Título: Distância entre Brasil e China
Autor: Mariza Louven/Luciana Rodrigues
Fonte: O Globo, 26/10/2005, Economia, p. 23

OCDE diz que país pode superar chineses em investimentos, mas cobra reformas

O Brasil é a segunda nação emergente que mais recebe investimentos estrangeiros diretos, tendo atraído US$18 bilhões no ano passado. Mas pode superar a China e passar ao primeiro lugar, previu ontem o secretário-geral da Organização para a Cooperação e o Desenvolvimento (OCDE), Donald Johnston. Mas, na opinião dele, o país ainda precisa realizar reformas estruturais para poder se beneficiar plenamente de uma economia cada vez mais globalizada.

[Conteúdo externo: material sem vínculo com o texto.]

//! Provider trait and normalized request types.
//!
//! The [`Provider`] trait abstracts over LLM APIs, translating the
//! normalized [`ModelRequest`] into provider-specific HTTP calls. Built-in
//! implementations: [`OpenAiProvider`], [`OllamaProvider`], plus
//! [`MockProvider`] for tests.
//!
//! Providers return raw response text only; all JSON handling lives in the
//! recovery pipeline. Failures surface as [`ProviderError`] and are mapped
//! to a [`FailureClassification`] by [`classify`] so the fallback
//! orchestrator can decide what the exhaustion of a candidate list means.

pub mod mock;
pub mod ollama;
pub mod openai;

pub use mock::{MockOutcome, MockProvider};
pub use ollama::OllamaProvider;
pub use openai::OpenAiProvider;

use async_trait::async_trait;
use reqwest::Client;

use crate::error::{FailureClassification, ProviderError};

/// A normalized completion request -- provider-agnostic.
#[derive(Debug, Clone)]
pub struct ModelRequest {
    /// Model identifier (e.g. `"gpt-4o-mini"`, `"llama3.2:3b"`).
    pub model: String,

    /// Optional system prompt.
    pub system: Option<String>,

    /// The user prompt text.
    pub prompt: String,

    /// Sampling temperature.
    pub temperature: f64,

    /// Maximum tokens to generate.
    pub max_tokens: u32,

    /// Whether to request JSON-constrained output where the provider
    /// supports it.
    pub json_mode: bool,
}

/// Abstraction over LLM providers.
///
/// # Object Safety
///
/// This trait is object-safe and designed to be used as `Arc<dyn Provider>`.
#[async_trait]
pub trait Provider: Send + Sync {
    /// Execute a completion call and return the raw response text.
    async fn complete(
        &self,
        client: &Client,
        request: &ModelRequest,
    ) -> Result<String, ProviderError>;

    /// Short provider name for events and diagnostics.
    fn name(&self) -> &'static str;
}

/// Map a provider failure to its fallback classification.
///
/// The HTTP status line is the indicator for rate limiting: any 429 is
/// [`FailureClassification::RateLimited`] regardless of body text. A model
/// the provider does not serve shows up either as a 404 or as an error
/// body naming the model, and anything else (timeouts, connection resets,
/// 5xx, unreadable responses) is transient.
pub fn classify(error: &ProviderError) -> FailureClassification {
    match error {
        ProviderError::Http { status: 429, .. } => FailureClassification::RateLimited,
        ProviderError::Http { status: 404, .. } => FailureClassification::ModelUnavailable,
        ProviderError::Http { body, .. } => {
            let lower = body.to_lowercase();
            if lower.contains("model") && (lower.contains("not found") || lower.contains("does not exist"))
            {
                FailureClassification::ModelUnavailable
            } else {
                FailureClassification::TransientError
            }
        }
        ProviderError::Request(_) | ProviderError::MalformedResponse(_) => {
            FailureClassification::TransientError
        }
        ProviderError::MissingCredentials { .. } => FailureClassification::TransientError,
    }
}

#[cfg(test)]
mod tests {
    use super::*;

    #[test]
    fn classify_429_is_rate_limited() {
        let err = ProviderError::Http {
            status: 429,
            body: "slow down".into(),
        };
        assert_eq!(classify(&err), FailureClassification::RateLimited);
    }

    #[test]
    fn classify_404_is_model_unavailable() {
        let err = ProviderError::Http {
            status: 404,
            body: String::new(),
        };
        assert_eq!(classify(&err), FailureClassification::ModelUnavailable);
    }

    #[test]
    fn classify_body_naming_missing_model() {
        let err = ProviderError::Http {
            status: 400,
            body: r#"{"error": {"message": "The model `gpt-9` does not exist"}}"#.into(),
        };
        assert_eq!(classify(&err), FailureClassification::ModelUnavailable);

        let err = ProviderError::Http {
            status: 500,
            body: "model llama9 not found, try pulling it first".into(),
        };
        assert_eq!(classify(&err), FailureClassification::ModelUnavailable);
    }

    #[test]
    fn classify_5xx_is_transient() {
        let err = ProviderError::Http {
            status: 503,
            body: "service unavailable".into(),
        };
        assert_eq!(classify(&err), FailureClassification::TransientError);
    }

    #[test]
    fn classify_malformed_response_is_transient() {
        let err = ProviderError::MalformedResponse("no choices in response".into());
        assert_eq!(classify(&err), FailureClassification::TransientError);
    }
}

Segundo ele, foi o tamanho do mercado brasileiro e não o ambiente de negócios que atraiu os investidores. Para chegar ao primeiro lugar, o país precisaria avançar na regulação da economia, na reforma tributária, na redução da burocracia e nas Parcerias Público-Privadas. Johnston participou ontem da conferência internacional "Investimento para o desenvolvimento - fazendo acontecer", realizada pela OCDE na sede do BNDES.

Durante sua apresentação no mesmo evento, o ministro da Fazenda, Antonio Palocci, disse que há várias razões para o Brasil ter se mantido, nos últimos anos, entre os principais destinos do investimento estrangeiro direto. Citou o tamanho e o potencial do mercado, a estabilidade macroeconômica, a competitividade das exportações e a capacidade do país de abrigar pólos globais de produção, pesquisa e desenvolvimento.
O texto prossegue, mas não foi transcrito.